A França, a Alemanha e a Polónia são as maiores emissoras de GEE agrícolas na UE. Mas a Dinamarca, grande exportadora de lacticínios e de carne de porco, não fica muito atrás. A criação de gado é a segunda maior fonte de emissão de GEE do país, a seguir à energia.

O imposto sobre o carbono do setor pecuário não foi votado pelo Parlamento dinamarquês, mas já causou polémica. Alguns agricultores acham-no contraproducente, por levar à transferência de explorações para outros países. Aliás, os agricultores dinamarqueses querem ser ecológicos e utilizar as melhores tecnologias para reduzir ao máximo a poluição, mas o imposto dificultará o investimento em tecnologia mais amiga do ambiente. A única forma de ele funcionar é aplicá-lo a todos os países da Europa.

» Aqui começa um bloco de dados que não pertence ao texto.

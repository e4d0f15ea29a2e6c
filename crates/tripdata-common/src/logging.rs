//! Logging configuration and initialization
//!
//! Centralized `tracing` setup for every tripdata binary. Supports:
//!
//! - Console and/or daily-rotated file output
//! - Text or JSON formats
//! - Level and per-module filtering from environment variables
//!
//! Log with the structured macros (`debug!`, `info!`, `warn!`, `error!`)
//! and field syntax, never `println!`:
//!
//! ```rust
//! use tracing::info;
//!
//! info!(bucket = "nyc-taxi-data", key = "2025/01/file.parquet", "Staged object");
//! ```

use anyhow::{Context, Result};
use serde::{Deserialize, Serialize};
use std::path::PathBuf;
use tracing::Level;
use tracing_subscriber::{
    fmt::{self, format::FmtSpan},
    layer::SubscriberExt,
    registry::Registry,
    util::SubscriberInitExt,
    EnvFilter, Layer,
};

/// Log level for filtering messages
#[derive(Debug, Clone, Copy, PartialEq, Eq, Serialize, Deserialize, Default)]
#[serde(rename_all = "lowercase")]
pub enum LogLevel {
    Trace,
    Debug,
    #[default]
    Info,
    Warn,
    Error,
}

impl LogLevel {
    /// Convert to tracing Level
    pub fn to_tracing_level(self) -> Level {
        match self {
            LogLevel::Trace => Level::TRACE,
            LogLevel::Debug => Level::DEBUG,
            LogLevel::Info => Level::INFO,
            LogLevel::Warn => Level::WARN,
            LogLevel::Error => Level::ERROR,
        }
    }
}

impl std::str::FromStr for LogLevel {
    type Err = anyhow::Error;

    fn from_str(s: &str) -> std::result::Result<Self, Self::Err> {
        match s.to_lowercase().as_str() {
            "trace" => Ok(LogLevel::Trace),
            "debug" => Ok(LogLevel::Debug),
            "info" => Ok(LogLevel::Info),
            "warn" | "warning" => Ok(LogLevel::Warn),
            "error" => Ok(LogLevel::Error),
            _ => Err(anyhow::anyhow!("Invalid log level: {}", s)),
        }
    }
}

/// Output target for logs
#[derive(Debug, Clone, Copy, PartialEq, Eq, Serialize, Deserialize, Default)]
#[serde(rename_all = "lowercase")]
pub enum LogOutput {
    #[default]
    Console,
    File,
    Both,
}

impl LogOutput {
    fn to_console(self) -> bool {
        matches!(self, LogOutput::Console | LogOutput::Both)
    }

    fn to_file(self) -> bool {
        matches!(self, LogOutput::File | LogOutput::Both)
    }
}

impl std::str::FromStr for LogOutput {
    type Err = anyhow::Error;

    fn from_str(s: &str) -> std::result::Result<Self, Self::Err> {
        match s.to_lowercase().as_str() {
            "console" | "stdout" => Ok(LogOutput::Console),
            "file" => Ok(LogOutput::File),
            "both" | "all" => Ok(LogOutput::Both),
            _ => Err(anyhow::anyhow!("Invalid log output: {}", s)),
        }
    }
}

/// Log format
#[derive(Debug, Clone, Copy, PartialEq, Eq, Serialize, Deserialize, Default)]
#[serde(rename_all = "lowercase")]
pub enum LogFormat {
    /// Human-readable text format
    #[default]
    Text,
    /// JSON format for structured logging
    Json,
}

impl std::str::FromStr for LogFormat {
    type Err = anyhow::Error;

    fn from_str(s: &str) -> std::result::Result<Self, Self::Err> {
        match s.to_lowercase().as_str() {
            "text" | "pretty" => Ok(LogFormat::Text),
            "json" => Ok(LogFormat::Json),
            _ => Err(anyhow::anyhow!("Invalid log format: {}", s)),
        }
    }
}

/// Logging configuration
#[derive(Debug, Clone, Serialize, Deserialize)]
pub struct LogConfig {
    /// Minimum log level to display
    pub level: LogLevel,

    /// Output target (console, file, or both)
    pub output: LogOutput,

    /// Log format (text or JSON)
    pub format: LogFormat,

    /// Directory for log files (only used when output includes file)
    pub log_dir: PathBuf,

    /// Log file name prefix (e.g., "tripdata-etl" -> "tripdata-etl.2025-08-25.log")
    pub log_file_prefix: String,

    /// Additional filter directives (e.g., "sqlx=warn,hyper=warn")
    pub filter_directives: Option<String>,
}

impl Default for LogConfig {
    fn default() -> Self {
        Self {
            level: LogLevel::Info,
            output: LogOutput::Console,
            format: LogFormat::Text,
            log_dir: PathBuf::from("./logs"),
            log_file_prefix: "tripdata".to_string(),
            filter_directives: None,
        }
    }
}

impl LogConfig {
    pub fn new() -> Self {
        Self::default()
    }

    /// Load configuration from environment variables
    ///
    /// - `LOG_LEVEL`: trace, debug, info, warn, error
    /// - `LOG_OUTPUT`: console, file, both
    /// - `LOG_FORMAT`: text, json
    /// - `LOG_DIR`: directory for log files
    /// - `LOG_FILE_PREFIX`: prefix for log files
    /// - `LOG_FILTER`: additional filter directives
    pub fn from_env() -> Result<Self> {
        let mut config = Self::default();

        if let Ok(level) = std::env::var("LOG_LEVEL") {
            config.level = level.parse()?;
        }
        if let Ok(output) = std::env::var("LOG_OUTPUT") {
            config.output = output.parse()?;
        }
        if let Ok(format) = std::env::var("LOG_FORMAT") {
            config.format = format.parse()?;
        }
        if let Ok(dir) = std::env::var("LOG_DIR") {
            config.log_dir = PathBuf::from(dir);
        }
        if let Ok(prefix) = std::env::var("LOG_FILE_PREFIX") {
            config.log_file_prefix = prefix;
        }
        if let Ok(filter) = std::env::var("LOG_FILTER") {
            config.filter_directives = Some(filter);
        }

        Ok(config)
    }

    /// Set the minimum log level
    pub fn with_level(mut self, level: LogLevel) -> Self {
        self.level = level;
        self
    }

    /// Set the log file prefix
    pub fn with_file_prefix(mut self, prefix: impl Into<String>) -> Self {
        self.log_file_prefix = prefix.into();
        self
    }
}

/// Initialize logging with the given configuration
///
/// Sets up the global tracing subscriber; call once at startup.
pub fn init_logging(config: &LogConfig) -> Result<()> {
    let mut filter =
        EnvFilter::from_default_env().add_directive(config.level.to_tracing_level().into());

    if let Some(ref directives) = config.filter_directives {
        for directive in directives.split(',') {
            filter = filter.add_directive(
                directive
                    .trim()
                    .parse()
                    .context("Failed to parse filter directive")?,
            );
        }
    }

    let mut layers: Vec<Box<dyn Layer<Registry> + Send + Sync>> = Vec::new();

    if config.output.to_console() {
        let layer = fmt::layer()
            .with_writer(std::io::stdout)
            .with_span_events(FmtSpan::CLOSE);
        layers.push(match config.format {
            LogFormat::Text => layer.boxed(),
            LogFormat::Json => layer.json().boxed(),
        });
    }

    if config.output.to_file() {
        std::fs::create_dir_all(&config.log_dir).context("Failed to create log directory")?;
        let appender = tracing_appender::rolling::daily(&config.log_dir, &config.log_file_prefix);
        let (writer, guard) = tracing_appender::non_blocking(appender);
        // The guard must outlive the process for buffered lines to flush.
        std::mem::forget(guard);

        let layer = fmt::layer()
            .with_writer(writer)
            .with_span_events(FmtSpan::CLOSE)
            .with_ansi(false);
        layers.push(match config.format {
            LogFormat::Text => layer.boxed(),
            LogFormat::Json => layer.json().boxed(),
        });
    }

    tracing_subscriber::registry()
        .with(layers)
        .with(filter)
        .try_init()?;

    Ok(())
}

É preciso criar um mecanismo de preços na agricultura, atribuir incentivos à redução das emissões e rever a política agrícola comum (PAC), pois grande parte dos subsídios é atribuída a produções intensivas, que emitem muitos GEE, e não a formas de produção com menos emissão de carbono. Porém, devido à pressão dos agricultores, a UE deixou a integração de medidas específicas para a agricultura fora dos objetivos climáticos para 2040. É a tática do avanço-recuo!